Frank Grant led the Buffalo club in batting, but the other players refused to sit with him for the team photograph because of the color of his skin. In the spring of 1887, the Bisons played a series of exhibition games in Baltimore, Washington, Boston and Pittsburgh. Grant was a first-class player. Sportswriters described him as “quick as a cat in the field and throwing like a shot.”
Like other black ballplayers during this time, Grant was given a hard time by his white teammates. The pitchers deliberately tried to hit him. One pitcher told the Sporting News that he threw at Grant’s head every time he faced him on the field. This was a common practice of many of the pitchers toward the black players.
It was also dangerous for Grant when he played second base because the base runners went after him, trying to break his legs. So many runners slid into him with spikes aimed high that he had to use a set of wooden shinguards for protection. It was reported that when Grant started to wear the wooden armor on his legs, the white players filed their spikes and tried to split the shinguards. Grant had to be moved to the outfield in 1888 for his protection from such attacks.

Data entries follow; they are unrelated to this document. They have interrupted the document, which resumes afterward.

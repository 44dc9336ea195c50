//! Redis connection pool module.
//!
//! Provides connection pooling for Redis using deadpool-redis.

mod redis_pool;

pub(crate) use redis_pool::ttl_seconds;
pub use redis_pool::{RedisPool, RedisPoolConfig, RedisPoolError, RedisResult};
//! Channel configuration entity - per-channel link moderation settings

use super::Role;

/// Placeholder replaced by the offending user's name in reply templates
pub const USER_PLACEHOLDER: &str = "__user__";

/// Reply template value that disables replies
pub const REPLY_OFF: &str = "off";

/// Reply template value that selects the canned reply
pub const REPLY_DEFAULT: &str = "default";

/// Link moderation settings for one channel
#[derive(Debug, Clone, PartialEq, Eq)]
pub struct ChannelConfig {
    /// Channel name (lowercase, without `#`)
    pub name: String,
    /// A link only counts if the raw message also contains `/`
    pub require_slash: bool,
    /// A link only counts if its host has more than one `.`
    pub require_multi_dot: bool,
    /// Plain allow-list entries match as substrings of the host
    pub match_subdomains: bool,
    /// Senders at or above this role skip link checks
    pub minimum_exempt_role: Role,
    /// Reply template, or one of [`REPLY_OFF`] / [`REPLY_DEFAULT`]
    pub reply_template: String,
    /// Allowed domains, wildcards (`*:`) and patterns (`/.../`), unique and ordered
    pub allow_list: Vec<String>,
}

impl ChannelConfig {
    /// Create the default configuration for a newly joined channel
    pub fn with_defaults(name: &str) -> Self {
        Self {
            name: normalize_channel_name(name),
            require_slash: true,
            require_multi_dot: true,
            match_subdomains: true,
            minimum_exempt_role: Role::Vip,
            reply_template: REPLY_DEFAULT.to_string(),
            allow_list: Vec::new(),
        }
    }

    /// Append entries not already present. Returns true if anything changed.
    pub fn allow<'a, I>(&mut self, entries: I) -> bool
    where
        I: IntoIterator<Item = &'a str>,
    {
        let mut changed = false;
        for entry in entries {
            if !entry.is_empty() && !self.allow_list.iter().any(|e| e == entry) {
                self.allow_list.push(entry.to_string());
                changed = true;
            }
        }
        changed
    }

    /// Remove every occurrence of the given entries. Returns true if anything changed.
    pub fn deny<'a, I>(&mut self, entries: I) -> bool
    where
        I: IntoIterator<Item = &'a str>,
    {
        let before = self.allow_list.len();
        for entry in entries {
            self.allow_list.retain(|e| e != entry);
        }
        before != self.allow_list.len()
    }

    /// Parsed view over the allow list
    pub fn entries(&self) -> impl Iterator<Item = AllowEntry<'_>> {
        self.allow_list.iter().map(|e| AllowEntry::parse(e))
    }

    /// Set the reply template. Text without the user placeholder gets it prefixed.
    pub fn set_reply(&mut self, text: &str) {
        let text = text.trim();
        self.reply_template = if text.contains(USER_PLACEHOLDER) {
            text.to_string()
        } else {
            format!("{USER_PLACEHOLDER}, {text}")
        };
    }

    /// Render the reply for `user`, or `None` when replies are disabled
    pub fn render_reply(&self, user: &str) -> Option<String> {
        let keyword = self
            .reply_template
            .replacen(&format!("{USER_PLACEHOLDER}, "), "", 1)
            .to_ascii_lowercase();
        match keyword.trim() {
            REPLY_OFF => None,
            REPLY_DEFAULT => Some(format!(
                "@{user}, please ask for permission before posting a link."
            )),
            _ => Some(self.reply_template.replace(USER_PLACEHOLDER, user)),
        }
    }
}

/// Lowercase a channel name and strip a leading `#`
pub fn normalize_channel_name(name: &str) -> String {
    name.trim().trim_start_matches('#').to_lowercase()
}

/// One allow-list entry, classified by its syntax
#[derive(Debug, Clone, Copy, PartialEq, Eq)]
pub enum AllowEntry<'a> {
    /// Domain matched exactly, or as a substring when subdomain matching is on
    Plain(&'a str),
    /// `*:substring`, matched anywhere in the host
    Wildcard(&'a str),
    /// `/regex/`, tested against the whole candidate link
    Pattern(&'a str),
}

impl<'a> AllowEntry<'a> {
    /// Classify a raw allow-list entry
    pub fn parse(raw: &'a str) -> Self {
        if let Some(rest) = raw.strip_prefix("*:") {
            return Self::Wildcard(rest);
        }
        if raw.len() >= 2 && raw.starts_with('/') && raw.ends_with('/') {
            return Self::Pattern(&raw[1..raw.len() - 1]);
        }
        Self::Plain(raw)
    }
}
//! Ports implemented by infrastructure crates

mod repositories;

pub use repositories::{
    ChannelConfigCache, ChannelConfigStore, ChatSink, EphemeralStore, RepoResult,
};
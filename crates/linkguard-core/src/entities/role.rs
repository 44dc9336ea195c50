//! Role entity - a chatter's standing in a channel, derived from badges

use std::fmt;
use std::str::FromStr;

use serde::{Deserialize, Serialize};

use crate::error::DomainError;

/// Chat role with a total order: `User < Subscriber < Vip < Moderator < Broadcaster`.
///
/// Ordering is only defined between `Role` values; comparing a role against
/// any other type does not compile.
#[derive(
    Debug, Clone, Copy, Default, PartialEq, Eq, PartialOrd, Ord, Hash, Serialize, Deserialize,
)]
#[serde(rename_all = "UPPERCASE")]
pub enum Role {
    #[default]
    User,
    Subscriber,
    Vip,
    Moderator,
    Broadcaster,
}

impl Role {
    /// All roles, lowest first
    pub const ALL: [Role; 5] = [
        Role::User,
        Role::Subscriber,
        Role::Vip,
        Role::Moderator,
        Role::Broadcaster,
    ];

    /// Canonical upper-case name, as stored and shown in chat
    #[must_use]
    pub const fn as_str(self) -> &'static str {
        match self {
            Self::User => "USER",
            Self::Subscriber => "SUBSCRIBER",
            Self::Vip => "VIP",
            Self::Moderator => "MODERATOR",
            Self::Broadcaster => "BROADCASTER",
        }
    }

    /// Map a single badge name (the part before `/`) to the role it grants
    #[must_use]
    pub fn from_badge(badge: &str) -> Option<Self> {
        match badge.to_ascii_lowercase().as_str() {
            "broadcaster" => Some(Self::Broadcaster),
            "moderator" => Some(Self::Moderator),
            "vip" => Some(Self::Vip),
            "subscriber" => Some(Self::Subscriber),
            _ => None,
        }
    }

    /// Whether this role may run moderation commands
    #[inline]
    pub fn is_moderator(self) -> bool {
        self >= Self::Moderator
    }
}

impl fmt::Display for Role {
    fn fmt(&self, f: &mut fmt::Formatter<'_>) -> fmt::Result {
        f.write_str(self.as_str())
    }
}

impl FromStr for Role {
    type Err = DomainError;

    fn from_str(s: &str) -> Result<Self, Self::Err> {
        match s.trim().to_ascii_uppercase().as_str() {
            "USER" => Ok(Self::User),
            "SUBSCRIBER" => Ok(Self::Subscriber),
            "VIP" => Ok(Self::Vip),
            "MODERATOR" => Ok(Self::Moderator),
            "BROADCASTER" => Ok(Self::Broadcaster),
            _ => Err(DomainError::InvalidRole(s.to_string())),
        }
    }
}
#![no_main]

use libfuzzer_sys::fuzz_target;
use iceflow::config::ConfigLoader;

fuzz_target!(|data: &[u8]| {
    let loader = ConfigLoader::with_defaults();

    // Any input must produce a config or an error, never a panic.
    let Ok(loaded) = loader.load_from_reader(data) else {
        return;
    };

    // A loaded config must survive its own rendering.
    let text = loaded.config.to_yaml().expect("loaded config renders");
    let again = loader.load_from_str(&text).expect("rendered config reloads");
    assert_eq!(*again.config, *loaded.config);
});
//! `show` command: print the normalized configuration.

use crate::cli::args::{DocumentFormat, ShowArgs};
use crate::config::ConfigLoader;
use crate::error::IceflowError;

/// Loads a document and prints it with defaults materialized.
///
/// Load warnings go to the log; the document goes to stdout so it can be
/// piped into another file.
///
/// # Errors
///
/// Returns an error if the document fails to load or serialize.
pub fn run(loader: &ConfigLoader, args: &ShowArgs) -> Result<(), IceflowError> {
    let loaded = loader.load(&args.file)?;

    for warning in &loaded.warnings {
        tracing::warn!(
            location = warning.location.as_deref().unwrap_or("<unknown>"),
            "{}",
            warning.message
        );
    }

    let rendered = match args.format {
        DocumentFormat::Yaml => loaded.config.to_yaml()?,
        DocumentFormat::Json => serde_json::to_string_pretty(&*loaded.config)?,
    };
    print!("{rendered}");
    if !rendered.ends_with('\n') {
        println!();
    }
    Ok(())
}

In his book, “Only the Ball Was White,” Robert W. Peterson noted that “the haughty Caucasians of the association were willing to permit darkies to carry water for them or guard the bat bag, but it made them sore to have the name of one on the batting list.”
Despite the attacks, Grant was the most accomplished black baseball player of the 19th century. He played on the same team in organized baseball for three consecutive seasons.
Grant was born in Pittsfield, Mass., in 1865. His full name was Ulysses Franklin Grant. He became a pitcher for the Graylocks of Pittsfield. Grant was very light-skinned. When he was signed by the Bisons, he was described as a Spaniard to make his presence on the field more acceptable to the white crowds.
Peterson wrote that “Grant led his team to a second-place finish in the International League behind Toronto. Despite his small stature [Grant was 5 feet 7 inches tall and weighed 155 pounds], he was the leading slugger in the league with 27 doubles, 10 triples and 11 home runs in 105 games. He also led the Bisons in base-stealing with 40 thefts.”
Peterson also noted that in 1887 the batter still received four strikes and that many more bases were stolen than in modern games. Grant’s speed and impressive plays were outstanding. But instead of receiving credit for his own skill and power as a ballplayer, he was referred to as the “black Dunlap” in comparison to Fred Dunlap, a white second baseman in the 1880s.
Prejudice was so widespread that a resolution was passed at the International League meeting held in Buffalo in July 1887 directing the league secretary not to draw up any more contracts with black players. It was also rumored that if Grant were rehired at the end of 1888, the Bisons would strike. The sentiment was that blacks should never play ball with white men. As a result, Grant never signed another Buffalo contract.
He later toured the South with the Cuban Giants – the first black professional baseball team in the United States. The team, founded in 1885 at a Long Island summer resort, was the first to pay the players a regular salary. Grant worked as a hotel waiter and bellhop when not playing for this team.
Grant died without the fanfare usually reserved for a champion. He was buried in an unmarked grave in Clifton, N.J. Finally, more than 100 years later, he was inducted into the National Baseball Hall of Fame in Cooperstown. Solomon White, who wrote the official baseball guide of early black players and teams, stated that “Grant was the best of his age. He was a born ballplayer.”
Grant and the early black players in the 1800s laid the foundation for those who came after them. He had the courage to continue to play the game that he loved.